When hospital executives in the five countries were asked what their top priority would be for a one-time capital investment to improve quality of care for patients, they named information technology (IT) as the top choice (see figure).
You can also read Fund data briefs on Australia, Canada, the United Kingdom, and the United States.
A companion report from The Commonwealth Fund, The Five Nation Hospital Survey: Commonalities, Differences, and Discontinuities, by David Blumenthal, M.D., director of the Institute for Health Policy at Massachusetts General Hospital and colleagues, examines findings from each country in depth.
Outcomes-Based Drug Coverage in British Columbia, by Steven Morgan, Ph.D., of the University of British Columbia and colleagues, draws lessons from a decade's worth of experience in pharmacy benefit management. Under British Columbia's PharmaCare program, manufacturers are required to provide scientific evidence that a certain drug offers comparative benefits over therapeutic alternatives before it becomes eligible for public subsidies. There has been widespread opposition to the program, including legal challenges, negative media campaigns, and threats to cut off research funding. But independent studies have shown that it is has effectively contained costs—estimated at $12 million savings annually—while ensuring ongoing access to needed care.
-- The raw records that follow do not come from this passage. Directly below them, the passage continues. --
use chrono::{DateTime, Utc};
use diesel::{
    BoolExpressionMethods, ExpressionMethods, QueryDsl, Queryable, Selectable, SelectableHelper,
    delete, dsl::insert_into,
};
use diesel_async::RunQueryDsl;
use serde::{Deserialize, Serialize};
use uuid::Uuid;

use crate::{
    Conn,
    error::Error,
    schema::{friends, spots},
    utils::CacheFns,
};

use super::{RatingTally, load_or_empty};

/// Which slice of the map a viewer gets. `Own` and `Friends` need an
/// authenticated viewer, `Global` works anonymously.
#[derive(Deserialize, Clone, Copy, Debug, Default, PartialEq, Eq)]
#[serde(rename_all = "lowercase")]
pub enum VisibilityFilter {
    #[default]
    Global,
    Own,
    Friends,
}

impl VisibilityFilter {
    pub fn requires_auth(&self) -> bool {
        !matches!(self, VisibilityFilter::Global)
    }
}

#[derive(Deserialize, Serialize, Clone, Queryable, Selectable)]
#[diesel(table_name = spots)]
#[diesel(check_for_backend(diesel::pg::Pg))]
pub struct SpotBuilder {
    uuid: Uuid,
    owner_uuid: Option<Uuid>,
    title: String,
    description: String,
    photo: Option<String>,
    latitude: f64,
    longitude: f64,
    rating_sum: i64,
    rating_count: i64,
    created_at: DateTime<Utc>,
}

impl SpotBuilder {
    pub fn build(self) -> Spot {
        let average_rating = RatingTally {
            rating_sum: self.rating_sum,
            rating_count: self.rating_count,
        }
        .average();

        Spot {
            uuid: self.uuid,
            owner_uuid: self.owner_uuid,
            title: self.title,
            description: self.description,
            photo: self.photo,
            latitude: self.latitude,
            longitude: self.longitude,
            rating_sum: self.rating_sum,
            rating_count: self.rating_count,
            average_rating,
            created_at: self.created_at,
        }
    }
}

/// A point of interest on the map. `average_rating` is derived from the
/// sum/count pair on every read, it is never stored.
#[derive(Deserialize, Serialize, Clone)]
pub struct Spot {
    pub uuid: Uuid,
    pub owner_uuid: Option<Uuid>,
    title: String,
    description: String,
    photo: Option<String>,
    latitude: f64,
    longitude: f64,
    rating_sum: i64,
    pub rating_count: i64,
    pub average_rating: f64,
    created_at: DateTime<Utc>,
}

impl Spot {
    #[allow(clippy::too_many_arguments)]
    pub async fn new(
        conn: &mut Conn,
        cache_pool: &redis::Client,
        owner_uuid: Uuid,
        title: String,
        description: String,
        photo: Option<String>,
        latitude: f64,
        longitude: f64,
    ) -> Result<Self, Error> {
        validate_title(&title)?;
        validate_description(&description)?;
        validate_coordinates(latitude, longitude)?;

        use spots::dsl;
        let spot_builder: SpotBuilder = insert_into(spots::table)
            .values((
                dsl::uuid.eq(Uuid::now_v7()),
                dsl::owner_uuid.eq(Some(owner_uuid)),
                dsl::title.eq(&title),
                dsl::description.eq(&description),
                dsl::photo.eq(&photo),
                dsl::latitude.eq(latitude),
                dsl::longitude.eq(longitude),
            ))
            .get_result(conn)
            .await?;

        // The owner's cached profile carries a spots_count
        cache_pool.del_cache_key(owner_uuid.to_string()).await?;

        Ok(spot_builder.build())
    }

    pub async fn fetch_one(
        conn: &mut Conn,
        cache_pool: &redis::Client,
        spot_uuid: Uuid,
    ) -> Result<Self, Error> {
        if let Ok(cache_hit) = cache_pool.get_cache_key(spot_uuid.to_string()).await {
            return Ok(cache_hit);
        }

        use spots::dsl;
        let spot_builder: SpotBuilder = dsl::spots
            .filter(dsl::uuid.eq(spot_uuid))
            .select(SpotBuilder::as_select())
            .get_result(conn)
            .await?;

        let spot = spot_builder.build();

        cache_pool
            .set_cache_key(spot_uuid.to_string(), spot.clone(), 1800)
            .await?;

        Ok(spot)
    }

    /// Ordering is pinned to `created_at` then uuid, both descending,
    /// so repeated calls return the same sequence absent mutation.
    pub async fn fetch_visible(
        conn: &mut Conn,
        viewer: Option<Uuid>,
        filter: VisibilityFilter,
        friends_filter_includes_self: bool,
    ) -> Result<Vec<Self>, Error> {
        use spots::dsl;

        let spot_builders: Vec<SpotBuilder> = match filter {
            VisibilityFilter::Global => load_or_empty(
                dsl::spots
                    .order((dsl::created_at.desc(), dsl::uuid.desc()))
                    .select(SpotBuilder::as_select())
                    .load(conn)
                    .await,
            )?,
            VisibilityFilter::Own => {
                let viewer = require_viewer(viewer)?;

                load_or_empty(
                    dsl::spots
                        .filter(dsl::owner_uuid.eq(Some(viewer)))
                        .order((dsl::created_at.desc(), dsl::uuid.desc()))
                        .select(SpotBuilder::as_select())
                        .load(conn)
                        .await,
                )?
            }
            VisibilityFilter::Friends => {
                let viewer = require_viewer(viewer)?;

                use friends::dsl as fdsl;
                let rows: Vec<(Uuid, Uuid)> = load_or_empty(
                    fdsl::friends
                        .filter(fdsl::uuid1.eq(viewer).or(fdsl::uuid2.eq(viewer)))
                        .select((fdsl::uuid1, fdsl::uuid2))
                        .load(conn)
                        .await,
                )?;

                let owners = friend_owner_set(rows, viewer, friends_filter_includes_self);

                load_or_empty(
                    dsl::spots
                        .filter(dsl::owner_uuid.eq_any(owners))
                        .order((dsl::created_at.desc(), dsl::uuid.desc()))
                        .select(SpotBuilder::as_select())
                        .load(conn)
                        .await,
                )?
            }
        };

        Ok(spot_builders
            .into_iter()
            .map(|spot_builder| spot_builder.build())
            .collect())
    }

    pub async fn delete(
        self,
        conn: &mut Conn,
        cache_pool: &redis::Client,
        acting_user: Uuid,
    ) -> Result<(), Error> {
        if self.owner_uuid != Some(acting_user) {
            return Err(Error::Forbidden(
                "only the owner can delete a spot".to_string(),
            ));
        }

        // Ratings go with the spot (ON DELETE CASCADE)
        delete(spots::table.find(self.uuid)).execute(conn).await?;

        cache_pool.del_cache_key(self.uuid.to_string()).await?;
        cache_pool.del_cache_key(acting_user.to_string()).await?;

        Ok(())
    }
}

/// Resolves the viewer's friendship rows to the owners whose spots the
/// `friends` filter shows. Each canonical pair row contributes its other
/// half, and the viewer joins the set only when configured to.
fn friend_owner_set(
    rows: Vec<(Uuid, Uuid)>,
    viewer: Uuid,
    include_self: bool,
) -> Vec<Option<Uuid>> {
    let mut owners: Vec<Option<Uuid>> = rows
        .into_iter()
        .map(|(uuid1, uuid2)| {
            if uuid1 == viewer {
                Some(uuid2)
            } else {
                Some(uuid1)
            }
        })
        .collect();

    if include_self {
        owners.push(Some(viewer));
    }

    owners
}

fn require_viewer(viewer: Option<Uuid>) -> Result<Uuid, Error> {
    viewer.ok_or_else(|| Error::Unauthorized("this filter requires authentication".to_string()))
}

fn validate_title(title: &str) -> Result<(), Error> {
    if title.trim().is_empty() || title.chars().count() > 100 {
        return Err(Error::BadRequest(
            "title must be between 1 and 100 characters".to_string(),
        ));
    }

    Ok(())
}

fn validate_description(description: &str) -> Result<(), Error> {
    if description.chars().count() > 2000 {
        return Err(Error::BadRequest(
            "description may be at most 2000 characters".to_string(),
        ));
    }

    Ok(())
}

fn validate_coordinates(latitude: f64, longitude: f64) -> Result<(), Error> {
    if !latitude.is_finite() || !(-90.0..=90.0).contains(&latitude) {
        return Err(Error::BadRequest(
            "latitude must be between -90 and 90".to_string(),
        ));
    }

    if !longitude.is_finite() || !(-180.0..=180.0).contains(&longitude) {
        return Err(Error::BadRequest(
            "longitude must be between -180 and 180".to_string(),
        ));
    }

    Ok(())
}

#[cfg(test)]
mod tests {
    use super::*;

    #[test]
    fn filter_parses_from_query_values() {
        assert_eq!(
            serde_json::from_str::<VisibilityFilter>("\"global\"").unwrap(),
            VisibilityFilter::Global
        );
        assert_eq!(
            serde_json::from_str::<VisibilityFilter>("\"own\"").unwrap(),
            VisibilityFilter::Own
        );
        assert_eq!(
            serde_json::from_str::<VisibilityFilter>("\"friends\"").unwrap(),
            VisibilityFilter::Friends
        );
        assert!(serde_json::from_str::<VisibilityFilter>("\"nearby\"").is_err());
    }

    #[test]
    fn only_global_is_anonymous() {
        assert!(!VisibilityFilter::Global.requires_auth());
        assert!(VisibilityFilter::Own.requires_auth());
        assert!(VisibilityFilter::Friends.requires_auth());
    }

    #[test]
    fn friends_filter_shows_exactly_the_friends() {
        let viewer = Uuid::now_v7();
        let alice = Uuid::now_v7();
        let bob = Uuid::now_v7();

        // Canonical pair rows put the viewer on either side
        let rows = vec![
            super::super::friend::ordered_pair(viewer, alice),
            super::super::friend::ordered_pair(bob, viewer),
        ];

        let owners = friend_owner_set(rows, viewer, false);

        assert_eq!(owners.len(), 2);
        assert!(owners.contains(&Some(alice)));
        assert!(owners.contains(&Some(bob)));
        assert!(!owners.contains(&Some(viewer)));
    }

    #[test]
    fn friends_filter_includes_self_when_configured() {
        let viewer = Uuid::now_v7();
        let alice = Uuid::now_v7();

        let rows = vec![super::super::friend::ordered_pair(viewer, alice)];

        let owners = friend_owner_set(rows, viewer, true);

        assert_eq!(owners.len(), 2);
        assert!(owners.contains(&Some(alice)));
        assert!(owners.contains(&Some(viewer)));
    }

    #[test]
    fn friendless_viewer_sees_no_owners() {
        assert!(friend_owner_set(Vec::new(), Uuid::now_v7(), false).is_empty());
    }

    #[test]
    fn anonymous_viewer_is_rejected() {
        assert!(require_viewer(None).is_err());
        assert!(require_viewer(Some(Uuid::now_v7())).is_ok());
    }

    #[test]
    fn coordinates_are_range_checked() {
        assert!(validate_coordinates(0.0, 0.0).is_ok());
        assert!(validate_coordinates(-90.0, 180.0).is_ok());
        assert!(validate_coordinates(90.1, 0.0).is_err());
        assert!(validate_coordinates(0.0, -180.5).is_err());
        assert!(validate_coordinates(f64::NAN, 0.0).is_err());
    }

    #[test]
    fn titles_are_length_checked() {
        assert!(validate_title("skate ledge").is_ok());
        assert!(validate_title("  ").is_err());
        assert!(validate_title(&"x".repeat(101)).is_err());
    }

    #[test]
    fn built_spot_derives_the_average() {
        let spot = SpotBuilder {
            uuid: Uuid::now_v7(),
            owner_uuid: None,
            title: String::from("old bridge"),
            description: String::new(),
            photo: None,
            latitude: 51.1,
            longitude: 4.4,
            rating_sum: 8,
            rating_count: 2,
            created_at: Utc::now(),
        }
        .build();

        assert_eq!(spot.average_rating, 4.0);
    }

    #[test]
    fn unrated_spot_averages_to_zero() {
        let spot = SpotBuilder {
            uuid: Uuid::now_v7(),
            owner_uuid: None,
            title: String::from("old bridge"),
            description: String::new(),
            photo: None,
            latitude: 51.1,
            longitude: 4.4,
            rating_sum: 0,
            rating_count: 0,
            created_at: Utc::now(),
        }
        .build();

        assert_eq!(spot.average_rating, 0.0);
    }
}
The Fund also supported two other articles in this issue. Reform Strategies for the English NHS, by Simon Stevens, M.B.A., the British prime minister's health policy adviser, describes the role of incentives and local accountability in England's health reform strategy. Trends in International Nurse Migration, by Linda H. Aiken, Ph.D., R.N., of the University of Pennsylvania School of Nursing and colleagues, explains how the "pull" of nurses away from developing countries to jobs in wealthier nations affects global health.